2. Hong Kong and Japan
In Hong Kong the prisoners were fed on milled rice and peptic ulcer symptoms and perforations were prominent. However, after two years a large proportion of the prisoners were transferred to Japan itself and here an important change occurred in the diet, the prisoners being given either a mixture of unmilled grains (including barley and millet), called the 'Korean mixture', or red (unmilled) rice. On this diet peptic ulcer symptoms and perforations, for practical purposes, vanished, no case being seen in Tokyo in some 6000 prisoners for over one year, and only I case being seen in Kobe and Osaka amongst 7000-8000 prisoners during the same period.  Meanwhile among the native Japanese population, which was largely fed on highly milled rice, the incidence of the disease quietly doubled.

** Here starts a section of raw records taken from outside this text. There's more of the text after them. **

pub(super) const LEVELS: [Level; 4] = [
	Level {
		id: 7,
		title: "The Log Vacuum",
		api: ApiKind::Summarizer,
		total_steps: 4,
		instructions: LOG_VACUUM_INSTRUCTIONS,
		starter_code: concat!(
			"// Massive server error log that needs compression\nconst errorLog = `",
			error_log!(),
			"`;\n\n// 1. Activate the summarizer with headline type\nconst summarizer = ______________\n\n",
			"// 2. Process the error log to extract the headline\nconst summary = ______________\n"
		),
		solution: concat!(
			"const errorLog = `",
			error_log!(),
			"`;\nconst summarizer = await Summarizer.create({ type: 'headline', length: 'short' });\n",
			"const summary = await summarizer.summarize(errorLog);\n"
		),
		context: &[],
		capture_names: &["summarizer", "summary"],
		score: score_log_vacuum,
	},
	Level {
		id: 8,
		title: "The Executive Summary",
		api: ApiKind::Summarizer,
		total_steps: 5,
		instructions: EXECUTIVE_SUMMARY_INSTRUCTIONS,
		starter_code: concat!(
			"// Long technical documentation packet\nconst technicalDocs = `",
			technical_docs!(),
			"`;\n\n// 1. Create the TL;DR summarizer\nconst summarizer = ______________\n\n",
			"// 2. Generate the TL;DR summary\nconst summary = ______________\n"
		),
		solution: concat!(
			"const technicalDocs = `",
			technical_docs!(),
			"`;\nconst summarizer = await Summarizer.create({ type: 'tldr', format: 'plain-text', length: 'short' });\n",
			"const summary = await summarizer.summarize(technicalDocs, {\n",
			"  context: 'The reader is an executive deciding whether the architecture is resilient.',\n",
			"});\n"
		),
		context: &[],
		capture_names: &["summarizer", "summary"],
		score: score_executive_summary,
	},
	Level {
		id: 9,
		title: "Teaser Mode",
		api: ApiKind::Summarizer,
		total_steps: 5,
		instructions: TEASER_INSTRUCTIONS,
		starter_code: concat!(
			"// Blog post content that needs an engaging teaser\nconst blogContent = `",
			blog_content!(),
			"`;\n\n// 1. Initialize the teaser generator\nconst summarizer = ______________\n\n",
			"// 2. Generate an engaging teaser\nconst teaser = ______________\n"
		),
		solution: concat!(
			"const blogContent = `",
			blog_content!(),
			"`;\nconst summarizer = await Summarizer.create({\n",
			"  type: 'teaser',\n",
			"  length: 'short',\n",
			"  sharedContext: 'An engineering blog read by startup founders.',\n",
			"});\n",
			"const teaser = await summarizer.summarize(blogContent);\n"
		),
		context: &[],
		capture_names: &["summarizer", "teaser"],
		score: score_teaser,
	},
	Level {
		id: 10,
		title: "Decoding the Upgrade Manual",
		api: ApiKind::Summarizer,
		total_steps: 5,
		instructions: UPGRADE_MANUAL_INSTRUCTIONS,
		starter_code: r#"// No code to write for this level!
// This is a system configuration verification level.
// After enabling the experimental APIs and restarting,
// Babel will automatically check if the APIs are available.
"#,
		solution: r#"// Experimental APIs enabled; confirm the new modules answer.
const writerStatus = await Writer.availability();
console.log(`Writer: ${writerStatus}`);
"#,
		context: &[],
		capture_names: &["Writer", "Rewriter", "Proofreader", "LanguageModel"],
		score: score_upgrade_manual,
	},
];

Of one thing the medical officers were very confident: the dramatic improvement in ulcer symptoms and perforations in Japan, on the 'Korean mixture', was certainly not due to the appearance in the food of the C vitamin or other protective factor of this type. For in the Hong Kong camps there was never any lack of green vegetables, such as cabbage, which the medical officers, like the other prisoners, themselves helped to grow (largely assisted by the rather primitive drainage system present in these camps), whilst in Japan such green vegetables, though adequate, were, as the author's main work on Peptic Ulcer sets out, considerably reduced.
It may be added that during the above period Tokyo was almost completely destroyed by the U.S. B29's, and extensive damage was done to Kobe and Osaka. In the raids on London and other English cities a big rise in perforated ulcers occurred, [1, 16] as already described, which is in striking contrast to what happened in the Japanese camps. Quite clearly this difference cannot be explained by any form of stress argument.
The above key evidence from the Japanese prisoner-of-war camps was carefully recorded  by the author's brother, Surgeon-Captain H. L. Cleave, F.R.C.S., who was himself a prisoner and was in surgical charge of most of the prisoners, both in Hong Kong and Tokyo, and to whom the author is indebted for this and much other help in the preparation of the present volume.
3. Dutch East Indies
The Japanese prison camps in this area were investigated by a Dutch medical team in 1945-6, sent out by the Netherlands Red Cross, a full report of whose findings is published. In this report the rarity of peptic ulceration is noted -- these prisoners were nearly all fed on red, unmilled rice. 
It will be noticed that in spite of other variables in these camps, which tend to cancel each other out, the thread of relationship between the incidence of ulcer and the consumption of refined protein-stripped carbohydrates runs unbroken through all of them, just as it was shown to do in the preceding section on the geographical incidence.